# ASSIGNMENT
Repeat the lines from the line with "repository 61842c4a4a2972da" to the line with "pub fn apply_migrations(conn: &mut" in the listing below, keeping both end lines and adding nothing.

# TASK INPUT
:::
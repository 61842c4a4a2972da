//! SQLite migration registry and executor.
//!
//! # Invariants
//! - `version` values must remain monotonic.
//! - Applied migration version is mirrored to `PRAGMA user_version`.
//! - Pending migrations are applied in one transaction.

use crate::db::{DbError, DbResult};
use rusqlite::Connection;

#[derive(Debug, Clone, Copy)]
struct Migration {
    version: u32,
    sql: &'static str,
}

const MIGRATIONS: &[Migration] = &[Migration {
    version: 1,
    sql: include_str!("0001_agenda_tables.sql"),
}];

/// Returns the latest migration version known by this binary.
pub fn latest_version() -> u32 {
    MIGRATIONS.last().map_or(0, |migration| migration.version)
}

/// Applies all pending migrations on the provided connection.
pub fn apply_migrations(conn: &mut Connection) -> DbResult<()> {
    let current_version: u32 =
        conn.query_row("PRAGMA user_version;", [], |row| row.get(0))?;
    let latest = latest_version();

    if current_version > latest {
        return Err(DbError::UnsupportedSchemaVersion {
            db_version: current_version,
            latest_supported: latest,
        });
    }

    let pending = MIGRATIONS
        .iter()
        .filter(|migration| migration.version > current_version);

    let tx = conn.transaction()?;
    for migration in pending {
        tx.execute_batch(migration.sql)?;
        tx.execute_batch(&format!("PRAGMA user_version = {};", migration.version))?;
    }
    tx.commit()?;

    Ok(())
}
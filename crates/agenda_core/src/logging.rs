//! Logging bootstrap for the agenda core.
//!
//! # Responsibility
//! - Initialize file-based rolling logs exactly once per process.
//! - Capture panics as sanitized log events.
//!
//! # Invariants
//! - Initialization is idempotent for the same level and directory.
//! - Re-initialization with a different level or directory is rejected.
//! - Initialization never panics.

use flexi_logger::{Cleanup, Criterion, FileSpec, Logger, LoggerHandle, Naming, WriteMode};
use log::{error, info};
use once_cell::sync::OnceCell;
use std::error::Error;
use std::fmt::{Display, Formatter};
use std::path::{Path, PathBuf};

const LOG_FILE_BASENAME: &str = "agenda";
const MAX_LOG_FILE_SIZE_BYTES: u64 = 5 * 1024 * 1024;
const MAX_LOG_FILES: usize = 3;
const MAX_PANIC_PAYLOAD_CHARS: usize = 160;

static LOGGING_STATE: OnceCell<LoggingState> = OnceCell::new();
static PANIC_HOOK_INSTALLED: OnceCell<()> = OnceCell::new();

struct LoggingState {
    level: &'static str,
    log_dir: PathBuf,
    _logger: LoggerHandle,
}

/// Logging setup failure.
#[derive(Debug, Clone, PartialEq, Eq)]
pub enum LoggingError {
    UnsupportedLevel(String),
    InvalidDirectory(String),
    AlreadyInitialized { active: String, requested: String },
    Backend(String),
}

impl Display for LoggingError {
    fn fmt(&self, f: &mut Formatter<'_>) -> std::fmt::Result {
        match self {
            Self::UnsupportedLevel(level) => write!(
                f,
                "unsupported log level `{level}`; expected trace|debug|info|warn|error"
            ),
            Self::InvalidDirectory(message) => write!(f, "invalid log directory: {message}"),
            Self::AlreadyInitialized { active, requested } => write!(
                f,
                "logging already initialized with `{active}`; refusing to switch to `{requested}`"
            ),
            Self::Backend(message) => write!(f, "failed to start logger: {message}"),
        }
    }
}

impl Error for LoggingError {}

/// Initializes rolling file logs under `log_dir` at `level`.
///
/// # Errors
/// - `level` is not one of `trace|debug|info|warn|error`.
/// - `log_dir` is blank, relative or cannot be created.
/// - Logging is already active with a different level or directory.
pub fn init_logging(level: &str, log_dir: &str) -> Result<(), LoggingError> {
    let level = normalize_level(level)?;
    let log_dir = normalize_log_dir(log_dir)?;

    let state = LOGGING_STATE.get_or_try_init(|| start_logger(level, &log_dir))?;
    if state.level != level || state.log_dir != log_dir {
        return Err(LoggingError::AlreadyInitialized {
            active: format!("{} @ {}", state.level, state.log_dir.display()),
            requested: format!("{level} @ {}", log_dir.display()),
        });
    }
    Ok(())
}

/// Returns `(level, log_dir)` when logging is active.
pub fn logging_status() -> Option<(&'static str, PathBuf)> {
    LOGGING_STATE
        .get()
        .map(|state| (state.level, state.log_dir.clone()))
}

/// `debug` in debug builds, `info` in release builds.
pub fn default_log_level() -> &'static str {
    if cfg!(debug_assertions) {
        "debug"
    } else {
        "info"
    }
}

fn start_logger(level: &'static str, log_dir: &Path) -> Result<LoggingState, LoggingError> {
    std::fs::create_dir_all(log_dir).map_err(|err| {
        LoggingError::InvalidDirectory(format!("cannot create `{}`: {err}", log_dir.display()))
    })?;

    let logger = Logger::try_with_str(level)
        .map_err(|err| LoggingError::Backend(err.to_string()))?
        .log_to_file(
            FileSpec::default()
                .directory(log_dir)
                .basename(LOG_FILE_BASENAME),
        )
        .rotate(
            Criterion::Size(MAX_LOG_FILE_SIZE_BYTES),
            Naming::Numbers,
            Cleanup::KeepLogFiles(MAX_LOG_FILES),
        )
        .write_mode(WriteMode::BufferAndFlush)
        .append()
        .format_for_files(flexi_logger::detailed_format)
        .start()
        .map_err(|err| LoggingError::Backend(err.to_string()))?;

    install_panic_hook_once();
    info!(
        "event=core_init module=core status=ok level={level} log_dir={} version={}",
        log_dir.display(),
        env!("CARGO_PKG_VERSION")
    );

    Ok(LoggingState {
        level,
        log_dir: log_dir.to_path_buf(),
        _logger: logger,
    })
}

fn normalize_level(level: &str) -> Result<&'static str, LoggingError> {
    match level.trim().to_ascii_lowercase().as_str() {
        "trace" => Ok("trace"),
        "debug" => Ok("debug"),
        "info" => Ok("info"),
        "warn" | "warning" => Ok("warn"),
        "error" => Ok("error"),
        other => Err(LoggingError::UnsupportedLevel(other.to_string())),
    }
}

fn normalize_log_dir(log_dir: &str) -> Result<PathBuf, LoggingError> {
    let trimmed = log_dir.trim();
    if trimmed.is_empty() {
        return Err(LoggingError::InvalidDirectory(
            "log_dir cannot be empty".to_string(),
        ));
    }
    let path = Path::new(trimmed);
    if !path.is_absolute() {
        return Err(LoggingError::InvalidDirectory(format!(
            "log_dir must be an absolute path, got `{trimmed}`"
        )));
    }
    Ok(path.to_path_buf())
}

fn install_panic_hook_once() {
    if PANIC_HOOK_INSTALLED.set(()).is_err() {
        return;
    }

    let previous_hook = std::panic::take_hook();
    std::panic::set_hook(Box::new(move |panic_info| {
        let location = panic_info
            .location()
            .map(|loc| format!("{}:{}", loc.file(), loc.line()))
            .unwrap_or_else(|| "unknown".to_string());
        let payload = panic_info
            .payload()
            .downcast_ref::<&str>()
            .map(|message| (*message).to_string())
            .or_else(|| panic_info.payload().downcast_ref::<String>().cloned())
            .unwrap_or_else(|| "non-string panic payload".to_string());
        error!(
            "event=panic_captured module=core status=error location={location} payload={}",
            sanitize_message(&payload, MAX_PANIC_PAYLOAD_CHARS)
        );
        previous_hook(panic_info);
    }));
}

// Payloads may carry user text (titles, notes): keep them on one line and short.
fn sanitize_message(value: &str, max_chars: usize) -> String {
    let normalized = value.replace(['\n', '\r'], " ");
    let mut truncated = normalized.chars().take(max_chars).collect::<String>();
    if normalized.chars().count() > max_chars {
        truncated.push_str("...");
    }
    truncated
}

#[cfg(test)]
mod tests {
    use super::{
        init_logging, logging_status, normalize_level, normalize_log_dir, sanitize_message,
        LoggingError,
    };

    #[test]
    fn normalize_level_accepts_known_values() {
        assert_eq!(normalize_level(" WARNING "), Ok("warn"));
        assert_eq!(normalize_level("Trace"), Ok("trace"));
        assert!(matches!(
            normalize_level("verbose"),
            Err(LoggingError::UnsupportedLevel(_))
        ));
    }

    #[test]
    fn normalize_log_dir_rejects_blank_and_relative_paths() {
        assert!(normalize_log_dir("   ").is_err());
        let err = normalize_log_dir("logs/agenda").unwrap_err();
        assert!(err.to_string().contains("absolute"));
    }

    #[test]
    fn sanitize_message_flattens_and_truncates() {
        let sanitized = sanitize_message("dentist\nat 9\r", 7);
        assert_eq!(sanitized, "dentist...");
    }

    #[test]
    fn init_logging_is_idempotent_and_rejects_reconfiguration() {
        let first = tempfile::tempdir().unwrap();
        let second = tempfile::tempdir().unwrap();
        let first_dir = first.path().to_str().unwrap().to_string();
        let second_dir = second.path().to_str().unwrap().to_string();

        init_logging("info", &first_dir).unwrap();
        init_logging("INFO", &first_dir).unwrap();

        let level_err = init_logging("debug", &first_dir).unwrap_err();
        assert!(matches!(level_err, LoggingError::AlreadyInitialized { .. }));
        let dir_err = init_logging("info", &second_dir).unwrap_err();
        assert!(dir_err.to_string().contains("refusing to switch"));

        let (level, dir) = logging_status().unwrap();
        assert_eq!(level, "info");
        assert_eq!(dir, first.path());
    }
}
:::
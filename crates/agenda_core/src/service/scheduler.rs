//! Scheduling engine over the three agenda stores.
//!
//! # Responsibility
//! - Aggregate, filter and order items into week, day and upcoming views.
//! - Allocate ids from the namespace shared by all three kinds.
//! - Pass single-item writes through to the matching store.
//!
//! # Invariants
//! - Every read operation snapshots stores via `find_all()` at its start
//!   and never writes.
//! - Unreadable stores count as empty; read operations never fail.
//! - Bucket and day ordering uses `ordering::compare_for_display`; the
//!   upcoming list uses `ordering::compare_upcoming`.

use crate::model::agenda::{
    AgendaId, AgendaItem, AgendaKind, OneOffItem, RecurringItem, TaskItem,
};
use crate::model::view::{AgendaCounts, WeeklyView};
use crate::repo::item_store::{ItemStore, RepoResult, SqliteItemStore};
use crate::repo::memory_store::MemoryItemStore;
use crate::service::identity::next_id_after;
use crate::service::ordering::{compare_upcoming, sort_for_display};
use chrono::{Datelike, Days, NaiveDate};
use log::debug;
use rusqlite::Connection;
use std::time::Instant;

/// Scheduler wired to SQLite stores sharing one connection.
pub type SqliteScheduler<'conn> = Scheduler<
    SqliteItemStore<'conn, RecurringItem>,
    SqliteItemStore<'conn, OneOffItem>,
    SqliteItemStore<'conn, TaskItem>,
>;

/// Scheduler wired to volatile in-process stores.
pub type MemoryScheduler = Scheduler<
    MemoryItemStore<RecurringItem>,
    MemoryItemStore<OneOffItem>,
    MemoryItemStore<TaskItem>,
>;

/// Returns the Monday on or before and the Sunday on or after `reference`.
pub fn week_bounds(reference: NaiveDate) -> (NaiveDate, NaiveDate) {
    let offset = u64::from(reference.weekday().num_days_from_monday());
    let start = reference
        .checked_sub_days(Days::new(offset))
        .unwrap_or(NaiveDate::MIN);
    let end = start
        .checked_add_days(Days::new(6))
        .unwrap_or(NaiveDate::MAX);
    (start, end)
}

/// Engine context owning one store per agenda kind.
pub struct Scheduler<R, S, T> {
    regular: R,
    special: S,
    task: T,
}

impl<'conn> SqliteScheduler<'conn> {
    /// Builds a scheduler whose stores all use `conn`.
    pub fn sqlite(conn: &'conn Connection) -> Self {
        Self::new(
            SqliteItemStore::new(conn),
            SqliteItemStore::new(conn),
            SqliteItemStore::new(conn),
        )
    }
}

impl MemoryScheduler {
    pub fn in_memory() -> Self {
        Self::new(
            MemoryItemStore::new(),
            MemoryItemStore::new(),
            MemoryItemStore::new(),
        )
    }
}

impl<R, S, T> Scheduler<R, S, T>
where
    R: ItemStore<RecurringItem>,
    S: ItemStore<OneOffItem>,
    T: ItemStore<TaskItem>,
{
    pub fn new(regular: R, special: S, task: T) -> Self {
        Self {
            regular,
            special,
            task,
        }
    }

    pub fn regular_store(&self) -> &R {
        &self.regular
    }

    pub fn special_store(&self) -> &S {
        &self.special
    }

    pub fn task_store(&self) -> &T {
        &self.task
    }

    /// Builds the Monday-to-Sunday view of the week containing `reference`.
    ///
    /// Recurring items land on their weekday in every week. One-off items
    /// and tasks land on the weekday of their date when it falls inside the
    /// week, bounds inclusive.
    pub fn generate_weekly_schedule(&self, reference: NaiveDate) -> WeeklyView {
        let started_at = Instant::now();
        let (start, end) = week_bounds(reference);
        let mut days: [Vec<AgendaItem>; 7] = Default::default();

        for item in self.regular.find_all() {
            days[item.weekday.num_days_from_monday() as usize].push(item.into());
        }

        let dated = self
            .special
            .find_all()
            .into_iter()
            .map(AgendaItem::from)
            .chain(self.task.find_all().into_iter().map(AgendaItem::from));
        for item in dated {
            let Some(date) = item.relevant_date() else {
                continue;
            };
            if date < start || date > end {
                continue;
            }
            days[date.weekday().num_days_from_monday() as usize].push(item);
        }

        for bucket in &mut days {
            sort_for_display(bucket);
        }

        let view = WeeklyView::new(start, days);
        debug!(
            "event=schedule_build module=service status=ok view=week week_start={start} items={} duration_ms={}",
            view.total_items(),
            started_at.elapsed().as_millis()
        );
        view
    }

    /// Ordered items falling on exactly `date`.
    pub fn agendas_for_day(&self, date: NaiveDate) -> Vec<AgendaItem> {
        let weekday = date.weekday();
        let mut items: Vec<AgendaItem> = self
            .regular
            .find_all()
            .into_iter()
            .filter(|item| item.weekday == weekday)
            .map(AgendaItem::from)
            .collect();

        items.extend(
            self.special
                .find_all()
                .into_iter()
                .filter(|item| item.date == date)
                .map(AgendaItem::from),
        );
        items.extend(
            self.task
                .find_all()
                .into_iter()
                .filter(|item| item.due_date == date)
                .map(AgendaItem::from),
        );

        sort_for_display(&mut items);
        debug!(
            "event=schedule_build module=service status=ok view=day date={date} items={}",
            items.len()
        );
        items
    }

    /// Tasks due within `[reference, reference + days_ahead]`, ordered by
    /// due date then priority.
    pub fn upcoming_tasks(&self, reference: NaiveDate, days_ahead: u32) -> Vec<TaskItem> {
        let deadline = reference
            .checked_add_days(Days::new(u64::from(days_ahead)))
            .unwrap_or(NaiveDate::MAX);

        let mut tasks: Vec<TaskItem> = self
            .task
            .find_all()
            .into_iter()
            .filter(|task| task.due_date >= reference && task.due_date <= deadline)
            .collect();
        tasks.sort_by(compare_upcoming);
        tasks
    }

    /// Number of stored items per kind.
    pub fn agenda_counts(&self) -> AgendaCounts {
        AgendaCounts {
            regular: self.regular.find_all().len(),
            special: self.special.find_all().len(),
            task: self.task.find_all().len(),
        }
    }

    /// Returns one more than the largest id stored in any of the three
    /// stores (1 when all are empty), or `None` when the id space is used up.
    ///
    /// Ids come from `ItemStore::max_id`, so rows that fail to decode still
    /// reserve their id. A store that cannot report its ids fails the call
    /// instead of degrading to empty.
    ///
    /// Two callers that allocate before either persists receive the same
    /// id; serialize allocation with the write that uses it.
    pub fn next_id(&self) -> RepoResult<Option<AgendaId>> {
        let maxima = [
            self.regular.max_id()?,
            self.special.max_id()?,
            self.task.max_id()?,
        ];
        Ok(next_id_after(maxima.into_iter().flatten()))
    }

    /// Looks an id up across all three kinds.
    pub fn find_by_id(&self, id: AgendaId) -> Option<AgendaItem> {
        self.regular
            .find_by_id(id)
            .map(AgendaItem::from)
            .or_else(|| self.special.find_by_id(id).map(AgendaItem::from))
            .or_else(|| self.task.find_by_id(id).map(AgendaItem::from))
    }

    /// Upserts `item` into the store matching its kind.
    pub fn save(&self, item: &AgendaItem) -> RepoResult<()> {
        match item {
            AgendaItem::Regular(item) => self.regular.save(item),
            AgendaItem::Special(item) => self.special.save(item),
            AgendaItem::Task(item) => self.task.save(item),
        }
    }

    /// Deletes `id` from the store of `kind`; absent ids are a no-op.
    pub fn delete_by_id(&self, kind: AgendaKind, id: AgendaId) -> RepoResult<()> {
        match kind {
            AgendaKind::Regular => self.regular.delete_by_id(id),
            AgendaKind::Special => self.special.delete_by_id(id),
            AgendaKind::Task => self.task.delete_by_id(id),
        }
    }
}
:::
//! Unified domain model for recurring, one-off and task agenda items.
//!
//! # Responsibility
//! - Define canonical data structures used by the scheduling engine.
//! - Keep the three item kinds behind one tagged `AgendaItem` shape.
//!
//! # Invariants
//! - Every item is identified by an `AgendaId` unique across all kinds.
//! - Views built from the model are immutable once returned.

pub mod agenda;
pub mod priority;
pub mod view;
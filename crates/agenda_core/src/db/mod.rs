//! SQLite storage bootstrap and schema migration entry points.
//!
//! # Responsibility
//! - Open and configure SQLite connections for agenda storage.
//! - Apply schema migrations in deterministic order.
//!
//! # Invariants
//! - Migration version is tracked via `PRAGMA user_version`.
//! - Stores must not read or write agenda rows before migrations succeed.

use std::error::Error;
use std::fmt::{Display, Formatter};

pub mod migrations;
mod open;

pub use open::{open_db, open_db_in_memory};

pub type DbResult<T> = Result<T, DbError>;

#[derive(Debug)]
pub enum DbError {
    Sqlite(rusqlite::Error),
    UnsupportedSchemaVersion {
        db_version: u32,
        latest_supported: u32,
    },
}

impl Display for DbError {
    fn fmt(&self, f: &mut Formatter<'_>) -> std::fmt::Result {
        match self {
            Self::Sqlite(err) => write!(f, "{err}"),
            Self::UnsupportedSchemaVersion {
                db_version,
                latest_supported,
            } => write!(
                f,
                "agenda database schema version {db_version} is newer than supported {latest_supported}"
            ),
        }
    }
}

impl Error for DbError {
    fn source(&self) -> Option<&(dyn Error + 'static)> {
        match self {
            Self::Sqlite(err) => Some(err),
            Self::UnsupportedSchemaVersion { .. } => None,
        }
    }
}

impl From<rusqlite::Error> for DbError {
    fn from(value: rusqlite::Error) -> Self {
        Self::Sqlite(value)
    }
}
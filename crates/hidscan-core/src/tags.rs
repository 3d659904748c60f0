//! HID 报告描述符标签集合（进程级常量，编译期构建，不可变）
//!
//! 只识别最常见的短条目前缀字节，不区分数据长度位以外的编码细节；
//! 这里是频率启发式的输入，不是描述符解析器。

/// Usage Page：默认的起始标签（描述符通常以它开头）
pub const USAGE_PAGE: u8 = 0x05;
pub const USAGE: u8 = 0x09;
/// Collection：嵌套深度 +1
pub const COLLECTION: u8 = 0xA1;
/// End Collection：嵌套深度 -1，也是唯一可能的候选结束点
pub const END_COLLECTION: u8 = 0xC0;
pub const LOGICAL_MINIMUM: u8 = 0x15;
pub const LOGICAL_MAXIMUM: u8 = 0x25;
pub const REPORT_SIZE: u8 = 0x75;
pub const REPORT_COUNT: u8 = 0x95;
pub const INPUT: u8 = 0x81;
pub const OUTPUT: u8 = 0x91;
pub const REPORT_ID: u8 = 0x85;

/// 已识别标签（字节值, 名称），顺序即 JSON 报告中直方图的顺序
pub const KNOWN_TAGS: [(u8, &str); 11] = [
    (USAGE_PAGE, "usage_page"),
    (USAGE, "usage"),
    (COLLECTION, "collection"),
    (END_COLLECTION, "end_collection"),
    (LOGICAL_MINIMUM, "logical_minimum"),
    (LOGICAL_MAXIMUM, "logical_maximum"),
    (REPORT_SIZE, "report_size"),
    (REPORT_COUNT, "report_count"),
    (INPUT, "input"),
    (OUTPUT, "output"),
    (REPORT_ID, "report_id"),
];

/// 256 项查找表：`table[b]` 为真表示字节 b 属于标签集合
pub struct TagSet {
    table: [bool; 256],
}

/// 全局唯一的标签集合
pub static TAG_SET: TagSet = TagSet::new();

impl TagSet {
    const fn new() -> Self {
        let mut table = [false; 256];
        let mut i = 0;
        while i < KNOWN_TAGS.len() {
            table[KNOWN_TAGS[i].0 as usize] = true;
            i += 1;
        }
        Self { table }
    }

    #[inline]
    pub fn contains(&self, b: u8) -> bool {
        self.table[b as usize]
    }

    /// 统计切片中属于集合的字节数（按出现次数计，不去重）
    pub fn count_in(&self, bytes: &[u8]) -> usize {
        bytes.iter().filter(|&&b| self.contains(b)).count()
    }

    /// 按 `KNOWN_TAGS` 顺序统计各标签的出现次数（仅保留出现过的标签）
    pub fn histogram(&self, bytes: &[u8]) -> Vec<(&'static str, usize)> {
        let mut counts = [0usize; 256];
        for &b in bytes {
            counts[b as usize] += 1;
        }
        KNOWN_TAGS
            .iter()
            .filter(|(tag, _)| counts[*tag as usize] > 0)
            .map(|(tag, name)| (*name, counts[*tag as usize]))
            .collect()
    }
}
:::
# ANSWER BELOW
repository 61842c4a4a2972da
//! SQLite migration registry and executor.
//!
//! # Invariants
//! - `version` values must remain monotonic.
//! - Applied migration version is mirrored to `PRAGMA user_version`.
//! - Pending migrations are applied in one transaction.

use crate::db::{DbError, DbResult};
use rusqlite::Connection;

#[derive(Debug, Clone, Copy)]
struct Migration {
    version: u32,
    sql: &'static str,
}

const MIGRATIONS: &[Migration] = &[Migration {
    version: 1,
    sql: include_str!("0001_agenda_tables.sql"),
}];

/// Returns the latest migration version known by this binary.
pub fn latest_version() -> u32 {
    MIGRATIONS.last().map_or(0, |migration| migration.version)
}

/// Applies all pending migrations on the provided connection.
pub fn apply_migrations(conn: &mut Connection) -> DbResult<()> {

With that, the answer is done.